The conference program consists of invited and contributed oral presentations and contributed posters. Talks in the sessions will provide input for the panel discussions. The broad issues that come out of the panel discussions will form the basis of the conference summary and guide the development of the edited University of Arizona Press volume, Comparative Climatology of Terrestrial Planets.

For more details, view the complete program and abstracts. Authors should refer to the author index to see where their abstract has been scheduled.

Oral Presentations

The meeting is structured with morning and afternoon oral sessions organized around topical themes. Each oral session includes invited talks and a limited number of contributed oral presentations with ample time for questions and discussion.

Audio-visual equipment available for oral presentations will include one LCD projector and one PC laptop.

Poster Presentations

A poster session is scheduled for Wednesday evening, June 27, at Rembrandt Yard, 1301 Spruce Street.
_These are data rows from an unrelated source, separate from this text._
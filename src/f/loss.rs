use ndarray::ArrayView1;

use crate::error::{Error, Result};

/// Log of the probability assigned to `label`. Fails when the probability
/// is zero, negative or not a number, since its logarithm is undefined.
pub fn log_likelihood(probs: ArrayView1<f64>, label: usize) -> Result<f64> {
    let p = *probs.get(label).ok_or(Error::Label {
        label,
        classes: probs.len(),
    })?;

    let ll = p.ln();
    if !ll.is_finite() {
        return Err(Error::NonFinite {
            what: "log-probability of the true class",
        });
    }

    Ok(ll)
}

/// Categorical cross-entropy against a one-hot target.
pub fn cross_entropy(probs: ArrayView1<f64>, label: usize) -> Result<f64> {
    Ok(-log_likelihood(probs, label)?)
}

#[cfg(test)]
mod tests {
    use super::*;
    use approx::assert_abs_diff_eq;
    use ndarray::array;

    #[test]
    fn cross_entropy_of_true_class() {
        let p = array![0.25, 0.5, 0.25];
        assert_abs_diff_eq!(cross_entropy(p.view(), 1).unwrap(), 2f64.ln(), epsilon = 1e-12);
    }

    #[test]
    fn zero_probability_is_fatal() {
        let p = array![1., 0.];
        assert!(matches!(
            cross_entropy(p.view(), 1),
            Err(Error::NonFinite { .. })
        ));
    }

    #[test]
    fn nan_probability_is_fatal() {
        let p = array![f64::NAN, f64::NAN];
        assert!(cross_entropy(p.view(), 0).is_err());
    }

    #[test]
    fn label_outside_distribution() {
        let p = array![0.5, 0.5];
        assert!(matches!(
            log_likelihood(p.view(), 2),
            Err(Error::Label { label: 2, classes: 2 })
        ));
    }
}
The poster session venue is within walking distance from the conference hotel. Posters may be installed on Wednesday evening at 4:00 p.m. and must be removed by 10:00 p.m. Any posters remaining after that time will be discarded. Authors must be present at their poster during the scheduled session for discussion.

Each poster will have a space 44” x 44” (1.1 m x 1.1 m) for display. Posters will be displayed on free-standing panels that are 4’ x 8’ (122 cm x 244 cm) (inside frame). Two presenters will share one side of one panel, so it is important that displays do not exceed the size limits. Due to space limitations, tables, computers, video equipment, etc., cannot be accommodated as a part of a poster display.

Evening Public Event with Bill Nye the Science Guy

On Tuesday evening, Bill Nye will speak at The Boulder Theater, located at 2032 14th Street in Boulder. The public event venue is within walking distance from the conference hotel. The event will begin at 8:00 p.m. and end at 10:00 p.m. Tickets are $10 per person and can be purchased through the Boulder Theater website.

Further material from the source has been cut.